A dozen delights from the Japanese cities hosting the 2019 Rugby World Cup
Tickets for Rugby World Cup 2019 are attracting record demand, with Japan proving the place to become 20 September.
A land of compelling contrasts, where old-world traditions and ancient shrines comfortably sit alongside futuristic experiences and neon lights, Japan makes for a unique holiday destination.
Netflights has found that bookings for flights and holidays to Japan have increased by 34% between 2014 and 2018. And 2019 is also set to be another bumper year, due in no small part to the hosting of the prestigious event – the first Asian country to do so.
Andrew Shelton, Managing Director of Netflights, commented, “The Rugby World Cup is a fantastic opportunity for people to visit Japan and see this beguiling and beautiful country for themselves. Getting a great value flight there has never been easier, and this guide will help anyone who follows either the whole tournament, or just their home nation’s team, get the best from every city they visit.”

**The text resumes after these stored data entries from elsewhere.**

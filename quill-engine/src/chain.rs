//! Resumable multi-step chains
//!
//! A [`Chain`] walks a document one step at a time. Each step renders the
//! conversation so far plus the messages of the next document step, then
//! waits for the host to supply the model's answer (or the results of the
//! tools the model asked for) before moving on.
//!
//! ```text
//!   Pending ──step()──▶ AwaitingResponse(Model) ──assistant text──▶ next step / Complete
//!                              │
//!                              └─assistant tool calls──▶ AwaitingResponse(ToolResults)
//!                                                             │
//!                                                             └─tool results──▶ next step / Complete
//! ```
//!
//! Protocol mistakes by the host ([`ChainStateError`]) leave the chain as it
//! was. Compile failures move it to [`ChainState::Errored`] for good.

use crate::compiler::{check_parameters, render_step, ChainOptions};
use crate::error::{ChainError, ChainStateError, CompileError, CompileResult};
use crate::scope::Parameters;
use quill_core::{Message, PromptConfig, Role, ToolCall, ToolResult, Value};
use quill_dsl::Document;
use serde::{Deserialize, Serialize};
use std::sync::Arc;
use tracing::{debug, warn};

// ============================================================================
// STATE
// ============================================================================

/// What the chain is waiting for.
#[derive(Debug, Clone, PartialEq, Serialize)]
#[serde(tag = "kind", rename_all = "snake_case")]
pub enum Awaiting {
    /// The model's reply to the rendered conversation.
    Model,
    /// Results for tool calls the model made.
    ToolResults { calls: Vec<ToolCall> },
}

#[derive(Debug, Clone, PartialEq, Serialize)]
#[serde(tag = "state", rename_all = "snake_case")]
pub enum ChainState {
    Pending,
    AwaitingResponse { awaiting: Awaiting },
    Complete,
    Errored,
}

impl ChainState {
    pub fn name(&self) -> &'static str {
        match self {
            ChainState::Pending => "pending",
            ChainState::AwaitingResponse { .. } => "awaiting_response",
            ChainState::Complete => "complete",
            ChainState::Errored => "errored",
        }
    }

    pub fn is_finished(&self) -> bool {
        matches!(self, ChainState::Complete | ChainState::Errored)
    }
}

/// Input the host feeds back into a chain.
#[derive(Debug, Clone, PartialEq, Serialize, Deserialize)]
#[serde(tag = "type", content = "data", rename_all = "snake_case")]
pub enum ChainResponse {
    /// The model's message, possibly carrying tool calls.
    Assistant(Message),
    /// One result per pending tool call.
    ToolResults(Vec<ToolResult>),
    /// Shorthand for the result of the only pending tool call.
    ToolOutput(Value),
}

impl ChainResponse {
    pub fn assistant(text: impl Into<String>) -> Self {
        ChainResponse::Assistant(Message::assistant(text))
    }

    fn describe(&self) -> &'static str {
        match self {
            ChainResponse::Assistant(_) => "assistant message",
            ChainResponse::ToolResults(_) => "tool results",
            ChainResponse::ToolOutput(_) => "tool output",
        }
    }
}

/// A conversation ready to be sent to the model.
#[derive(Debug, Clone, PartialEq, Serialize)]
pub struct Step {
    /// Position among the steps this chain has emitted, from zero.
    pub index: usize,
    pub config: PromptConfig,
    pub conversation: Vec<Message>,
    pub is_last_step: bool,
    /// Tool calls the host must answer before the chain can continue.
    #[serde(skip_serializing_if = "Vec::is_empty")]
    pub pending_tool_calls: Vec<ToolCall>,
}

/// The final conversation of a finished chain.
#[derive(Debug, Clone, PartialEq, Serialize)]
pub struct Completion {
    pub config: PromptConfig,
    pub conversation: Vec<Message>,
}

impl Completion {
    /// Text of the last assistant message.
    pub fn response_text(&self) -> Option<String> {
        self.conversation
            .iter()
            .rev()
            .find(|message| message.role == Role::Assistant)
            .map(Message::text)
    }
}

#[derive(Debug, Clone, PartialEq, Serialize)]
#[serde(tag = "type", rename_all = "snake_case")]
pub enum StepResult {
    Step(Step),
    Complete(Completion),
}

// ============================================================================
// CHAIN
// ============================================================================

/// A document being executed step by step.
#[derive(Debug, Clone)]
pub struct Chain {
    document: Arc<Document>,
    parameters: Parameters,
    options: ChainOptions,
    state: ChainState,
    conversation: Vec<Message>,
    config: PromptConfig,
    /// Response text of every finished document step, in order.
    responses: Vec<String>,
    /// Text of an assistant message that is waiting on its tool results.
    pending_text: String,
    document_step: usize,
    is_last_step: bool,
    /// The current step binds its answer with `as`.
    binds_response: bool,
    emitted: usize,
}

/// Start a chain over `document`. Nothing is checked until the first step.
pub fn create_chain(document: Arc<Document>, parameters: Parameters, options: ChainOptions) -> Chain {
    Chain::new(document, parameters, options)
}

impl Chain {
    pub fn new(document: Arc<Document>, parameters: Parameters, options: ChainOptions) -> Self {
        Self {
            document,
            parameters,
            options,
            state: ChainState::Pending,
            conversation: Vec::new(),
            config: PromptConfig::default(),
            responses: Vec::new(),
            pending_text: String::new(),
            document_step: 0,
            is_last_step: false,
            binds_response: false,
            emitted: 0,
        }
    }

    pub fn state(&self) -> &ChainState {
        &self.state
    }

    pub fn conversation(&self) -> &[Message] {
        &self.conversation
    }

    pub fn document(&self) -> &Document {
        &self.document
    }

    pub fn options(&self) -> &ChainOptions {
        &self.options
    }

    /// Number of steps emitted so far.
    pub fn steps_emitted(&self) -> usize {
        self.emitted
    }

    /// Advance the chain.
    ///
    /// `None` starts a pending chain; `Some(response)` is the same as
    /// [`Chain::resume`].
    pub fn step(&mut self, response: Option<ChainResponse>) -> Result<StepResult, ChainError> {
        match response {
            Some(response) => self.resume(response),
            None => match self.state {
                ChainState::Pending => self.guard(Chain::start),
                ChainState::AwaitingResponse { .. } => {
                    Err(ChainStateError::AwaitingResponse.into())
                }
                ChainState::Complete | ChainState::Errored => Err(self.finished()),
            },
        }
    }

    /// Feed the model's answer, or tool results, into a waiting chain.
    pub fn resume(&mut self, response: ChainResponse) -> Result<StepResult, ChainError> {
        let awaiting = match &self.state {
            ChainState::Pending => return Err(ChainStateError::NotStarted.into()),
            ChainState::Complete | ChainState::Errored => return Err(self.finished()),
            ChainState::AwaitingResponse { awaiting } => awaiting.clone(),
        };

        match (awaiting, response) {
            (Awaiting::Model, ChainResponse::Assistant(message)) => {
                if message.role != Role::Assistant {
                    return Err(ChainStateError::UnexpectedResponse {
                        expected: "assistant message".to_string(),
                        found: format!("{} message", message.role),
                    }
                    .into());
                }
                self.guard(|chain| chain.accept_model(message))
            }
            (Awaiting::ToolResults { calls }, ChainResponse::ToolResults(results)) => {
                let results = match_tool_results(&calls, results)?;
                self.guard(|chain| chain.accept_tool_results(results))
            }
            (Awaiting::ToolResults { calls }, ChainResponse::ToolOutput(value)) => {
                let [call] = calls.as_slice() else {
                    return Err(ChainStateError::UnexpectedResponse {
                        expected: format!("tool results for {} calls", calls.len()),
                        found: "tool output".to_string(),
                    }
                    .into());
                };
                let result = ToolResult {
                    id: call.id.clone(),
                    name: call.name.clone(),
                    result: value.to_json(),
                    is_error: false,
                };
                self.guard(|chain| chain.accept_tool_results(vec![result]))
            }
            (awaiting, response) => Err(ChainStateError::UnexpectedResponse {
                expected: match awaiting {
                    Awaiting::Model => "assistant message".to_string(),
                    Awaiting::ToolResults { .. } => "tool results".to_string(),
                },
                found: response.describe().to_string(),
            }
            .into()),
        }
    }

    // ------------------------------------------------------------------------
    // Transitions
    // ------------------------------------------------------------------------

    /// Run a transition; a compile error ends the chain.
    fn guard(
        &mut self,
        transition: impl FnOnce(&mut Chain) -> CompileResult<StepResult>,
    ) -> Result<StepResult, ChainError> {
        match transition(self) {
            Ok(result) => Ok(result),
            Err(error) => {
                warn!(error = %error, step = self.document_step, "chain errored");
                self.state = ChainState::Errored;
                Err(error.into())
            }
        }
    }

    fn start(&mut self) -> CompileResult<StepResult> {
        check_parameters(&self.document, &self.parameters)?;
        self.render_next()
    }

    /// Render the current document step, or complete if there is none.
    fn render_next(&mut self) -> CompileResult<StepResult> {
        if self.document_step >= self.options.max_steps {
            return Err(CompileError::MaxStepsExceeded {
                max_steps: self.options.max_steps,
            });
        }
        let rendered = render_step(
            &self.document,
            &self.parameters,
            &self.options,
            self.document_step,
            &self.responses,
        )?;
        if !rendered.found {
            return Ok(self.complete());
        }

        self.config = self.document.prompt_config()?.with_overrides(&rendered.overrides)?;
        self.conversation.extend(rendered.messages);
        self.is_last_step = rendered.is_last_step;
        self.binds_response = rendered.binds_response;
        self.state = ChainState::AwaitingResponse {
            awaiting: Awaiting::Model,
        };
        Ok(StepResult::Step(self.emit(Vec::new())))
    }

    fn accept_model(&mut self, message: Message) -> CompileResult<StepResult> {
        let calls: Vec<ToolCall> = message.tool_calls().cloned().collect();
        if let Some(unknown) = calls.iter().find(|call| !self.config.has_tool(&call.name)) {
            return Err(CompileError::UnknownTool {
                name: unknown.name.clone(),
            });
        }

        let text = message.text();
        self.conversation.push(message);
        if calls.is_empty() {
            return self.finish_step(text);
        }

        self.pending_text = text;
        self.state = ChainState::AwaitingResponse {
            awaiting: Awaiting::ToolResults {
                calls: calls.clone(),
            },
        };
        Ok(StepResult::Step(self.emit(calls)))
    }

    fn accept_tool_results(&mut self, results: Vec<ToolResult>) -> CompileResult<StepResult> {
        self.conversation
            .extend(results.into_iter().map(Message::tool_result));
        let text = std::mem::take(&mut self.pending_text);
        // Nothing reads the answer of an unbound last step.
        if self.is_last_step && !self.binds_response {
            return self.finish_step(text);
        }

        // The model answers again with the results in view.
        self.state = ChainState::AwaitingResponse {
            awaiting: Awaiting::Model,
        };
        Ok(StepResult::Step(self.emit(Vec::new())))
    }

    /// The current document step has its answer.
    fn finish_step(&mut self, response: String) -> CompileResult<StepResult> {
        self.responses.push(response);
        if self.is_last_step {
            return Ok(self.complete());
        }
        self.document_step += 1;
        self.render_next()
    }

    fn emit(&mut self, pending_tool_calls: Vec<ToolCall>) -> Step {
        let step = Step {
            index: self.emitted,
            config: self.config.clone(),
            conversation: self.conversation.clone(),
            is_last_step: self.is_last_step,
            pending_tool_calls,
        };
        self.emitted += 1;
        debug!(
            index = step.index,
            document_step = self.document_step,
            messages = step.conversation.len(),
            is_last_step = step.is_last_step,
            tool_calls = step.pending_tool_calls.len(),
            "chain step"
        );
        step
    }

    fn complete(&mut self) -> StepResult {
        self.state = ChainState::Complete;
        debug!(messages = self.conversation.len(), "chain complete");
        StepResult::Complete(Completion {
            config: self.config.clone(),
            conversation: self.conversation.clone(),
        })
    }

    fn finished(&self) -> ChainError {
        ChainStateError::Finished {
            state: self.state.name().to_string(),
        }
        .into()
    }
}

/// Every pending call answered exactly once, nothing extra. Each result
/// takes the name of the call it answers.
fn match_tool_results(
    calls: &[ToolCall],
    mut results: Vec<ToolResult>,
) -> Result<Vec<ToolResult>, ChainStateError> {
    let mut expected: Vec<String> = calls.iter().map(|call| call.id.clone()).collect();
    let mut found: Vec<String> = results.iter().map(|result| result.id.clone()).collect();
    expected.sort();
    found.sort();
    if expected != found {
        return Err(ChainStateError::ToolResultMismatch { expected, found });
    }

    for result in &mut results {
        if let Some(call) = calls.iter().find(|call| call.id == result.id) {
            if result.name != call.name {
                debug!(id = %result.id, host = %result.name, call = %call.name, "renaming tool result");
                result.name = call.name.clone();
            }
        }
    }
    Ok(results)
}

Netflights has identified 12 top attractions in Japan, one in each of the cities hosting the 2019 tournament, by analysing TripAdvisor and Instagram data. including ratings, reviews and hashtags. Here they are.
Kakegawa Kachouen, Fukuroi
A unique theme park, Kakegawa Kachouen is home to a huge range of birds and flowers, from parrots and parakeets to water lilies and impatiens. The greenhouse’s ‘flowered ceiling’ is a particular highlight.
Climb Mount Rokko, Kobe
A vibrant Japanese city, Kobe is located on the island of Honshu and is most famous for its beef. Key to its landscape is its scenic harbor and as well as the surrounding Mount Rokko, also known as Rokko-san. It is a drawcard for day-trippers who get to enjoy superb views of Osaka Bay once on top.
Musashi Kyuryo National Government Park, Kumagaya
For sightseers looking for a green place to escape to when in Kumagaya, Musashi Kyuryo National Government Park is the palace to be. It features cycle paths and walking trails, as well as gardens and ponds.
Kumamoto Castle, Kumamoto
One of Japan’s best known castles, Kumamoto Castle is famous for its distinctly black façade. Seriously damaged by an earthquake in 2016 and currently undergoing a major restoration project, it is still worth a visit.
Amu Plaza Oita, Oita on Kyushu Island
For travellers looking for a break from sightseeing or the rugby, the Amu Plaza Oita complex has plenty of welcome distractions. Here visitors can enjoy some retail therapy, treat themselves to local cuisine and unwind in its rooftop Japanese garden.
Universal Studios Japan, Osaka
A top choice for families and fans of the big screen, the Universal Studios Japan theme park is packed with all sorts of entertainment and attractions based on some of the studio’s much-loved movies. Expect Harry Potter, the Terminator and the Minions.
Hokkaido University’s Sapporo Campus, Sapporo
It might seem like an unusual choice at first, but Hokkaido University’s Sapporo Campus is also open to the public – its lush green spaces that is. The prestigious university’s park is perfect for a picturesque stroll.
The Asakusa district provides tourists with a more authentic experience of Tokyo – and one that also feels like something from a bygone era. It’s crammed with traditional craft shops and street food stalls selling classic Japanese dishes.
Toyota Automobile Museum, Toyota
The Toyota Automobile Museum is a great attraction for car lovers or indeed anyone interested in the history of one of the world’s most important and iconic inventions. Legendary vehicles on show include a 1894 Benz Velo and a 1909 Ford Model T.
Yamashita Park, Yokohama
Not your typical park, Yamashita Park offers around 700 metres of green space close to the city’s waterfront. Highlights here include a rose garden and a number of statues, including the Guardian of Water (a gift to the city from San Diego).
Kamaishi Daikannon, Kamaishi
This tall white statue depicts the Buddhist goddess of mercy, and is almost 50 meters in height. The Daikanno is clutching a fish and stands facing towards the sea to watch over sailors. For a small fee visitors can enter the statue and head to an observation deck.
Fukuoka Tower, Fukuoka
Described as the tallest seaside tower in Japan – it’s approximately 234-metres tall – and nicknamed Mirror Sail, Fukuoka Tower’s observation deck offers lovely views of the city. It’s also home to a lounge and restaurant.